With this simple method we were able to generate the perfectly reasonable sentence “Transformers are the most popular toy line in the world” from the input prompt. We can also see explicitly the iterative nature of text generation; unlike other tasks such as sequence classification or question answering where a single forward pass suffices to generate the predictions, with text generation we need to decode the output tokens one at a time.

Implementing greedy search wasn’t too hard, but we’ll we want to use the in-built generate function from Transformers to explore more sophisticated decoding methods. To reproduce our simple example, let’s make sure sampling is switched off (it’s off by default, unless the specific configuration of the model you are loading the checkpoint from states otherwise) and specify the max_length to eleven tokens since our prompt already has three words:

input_ids = tokenizer(input_txt, return_tensors="pt")["input_ids"].to(device)
output = model.generate(input_ids, max_length=11, do_sample=False)
print(tokenizer.decode(output[0]))
Transformers are the most popular toy line in the world

Now let’s try something a bit more interesting: can we reproduce the unicorn story from OpenAI? As we did above, we’ll encode the prompt with the tokenizer and specify a larger value for max_length to generate a longer sequence of text:

max_length = 128
input_txt = """In a shocking finding, scientist discovered 
a herd of unicorns living in a remote, previously unexplored 
valley, in the Andes Mountains. Even more surprising to the 
researchers was the fact that the unicorns spoke perfect English.


"""
input_ids = tokenizer(input_txt, return_tensors="pt")["input_ids"].to(device)
output_greedy = model.generate(input_ids, max_length=max_length,
                               do_sample=False)
print(tokenizer.decode(output_greedy[0]))
In a shocking finding, scientist discovered a herd of unicorns living in a
 > remote, previously unexplored valley, in the Andes Mountains. Even more
 > surprising to the researchers was the fact that the unicorns spoke perfect
 > English.


The researchers, from the University of California, Davis, and the University of
 > Colorado, Boulder, were conducting a study on the Andean cloud forest, which
 > is home to the rare species of cloud forest trees.

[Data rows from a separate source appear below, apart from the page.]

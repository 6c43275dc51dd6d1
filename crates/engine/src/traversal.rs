//! Wraparound focus arithmetic and the Tab focus trap.
//!
//! The traversal engine works over the ordered focusable-item sequence of
//! length `n >= 1` and a cursor `i`, where `i == -1` means focus sits
//! outside the sequence. All arithmetic is pure; the component maps the
//! results onto focus effects.

/// Wraps `index` into `[0, n)` using a euclidean remainder, so negative
/// indices wrap to the end instead of staying negative.
///
/// Callers guarantee `n >= 1`.
pub fn wrap_index(index: isize, n: usize) -> usize {
    debug_assert!(n >= 1, "wrap_index requires a non-empty item set");
    let n = n as isize;
    (((index % n) + n) % n) as usize
}

/// Index reached by moving forward one item (ArrowRight/ArrowDown).
pub fn next_index(current: isize, n: usize) -> usize {
    wrap_index(current + 1, n)
}

/// Index reached by moving backward one item (ArrowLeft/ArrowUp).
pub fn prev_index(current: isize, n: usize) -> usize {
    wrap_index(current - 1, n)
}

/// Whether a Tab press inside the open menu must be redirected to the
/// toggle control instead of following the natural tab order.
///
/// Forward Tab is trapped on the last item, Shift+Tab on the first; every
/// other Tab press passes through untouched.
pub fn tab_trap_redirects(shift: bool, current: Option<usize>, n: usize) -> bool {
    match current {
        Some(index) if shift => index == 0,
        Some(index) => n > 0 && index == n - 1,
        None => false,
    }
}

#[cfg(test)]
mod tests {
    use super::*;

    #[test]
    fn forward_wraps_at_the_end() {
        assert_eq!(next_index(0, 5), 1);
        assert_eq!(next_index(4, 5), 0);
        assert_eq!(next_index(0, 1), 0);
    }

    #[test]
    fn backward_wraps_at_the_start() {
        assert_eq!(prev_index(4, 5), 3);
        assert_eq!(prev_index(0, 5), 4);
        assert_eq!(prev_index(0, 1), 0);
    }

    // The -1 sentinel means "focus outside the item set": moving forward
    // lands on the first item; the backward formula lands on n-2, which is
    // the literal modular result and must be preserved.
    #[test]
    fn outside_sentinel_follows_modular_arithmetic() {
        assert_eq!(next_index(-1, 5), 0);
        assert_eq!(prev_index(-1, 5), 3);
        assert_eq!(prev_index(-1, 1), 0);
    }

    // Full-cycle law: n forward steps from any start return to the start.
    #[test]
    fn n_forward_steps_complete_a_cycle() {
        for n in 1..=7usize {
            for start in 0..n {
                let mut index = start;
                for _ in 0..n {
                    index = next_index(index as isize, n);
                }
                assert_eq!(index, start, "cycle broken for n={n} start={start}");
            }
        }
    }

    #[test]
    fn n_backward_steps_complete_a_cycle() {
        for n in 1..=7usize {
            for start in 0..n {
                let mut index = start;
                for _ in 0..n {
                    index = prev_index(index as isize, n);
                }
                assert_eq!(index, start, "cycle broken for n={n} start={start}");
            }
        }
    }

    #[test]
    fn tab_traps_only_at_the_edges() {
        assert!(tab_trap_redirects(false, Some(4), 5));
        assert!(!tab_trap_redirects(false, Some(3), 5));
        assert!(tab_trap_redirects(true, Some(0), 5));
        assert!(!tab_trap_redirects(true, Some(1), 5));
        assert!(!tab_trap_redirects(false, None, 5));
        assert!(!tab_trap_redirects(true, None, 5));
    }

    #[test]
    fn single_item_traps_in_both_directions() {
        assert!(tab_trap_redirects(false, Some(0), 1));
        assert!(tab_trap_redirects(true, Some(0), 1));
    }
}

The researchers were surprised to find that the unicorns were able to
 > communicate with each other, and even with humans.


The researchers were surprised to find that the unicorns were able

Well, the first few sentences are quite different from the OpenAI example and amusingly involve a different universities being credited with the discovery! We can also see one of the main drawbacks with greedy search decoding: it tends to produce repetitive output sequences, which is certainly undesirable in a news article. This is a common problem with greedy search algorithms which can fail to give you the optimal solution; in the context of decoding, it can miss word sequences whose overall probability is higher just because high probability words happen to be preceded by low probability ones.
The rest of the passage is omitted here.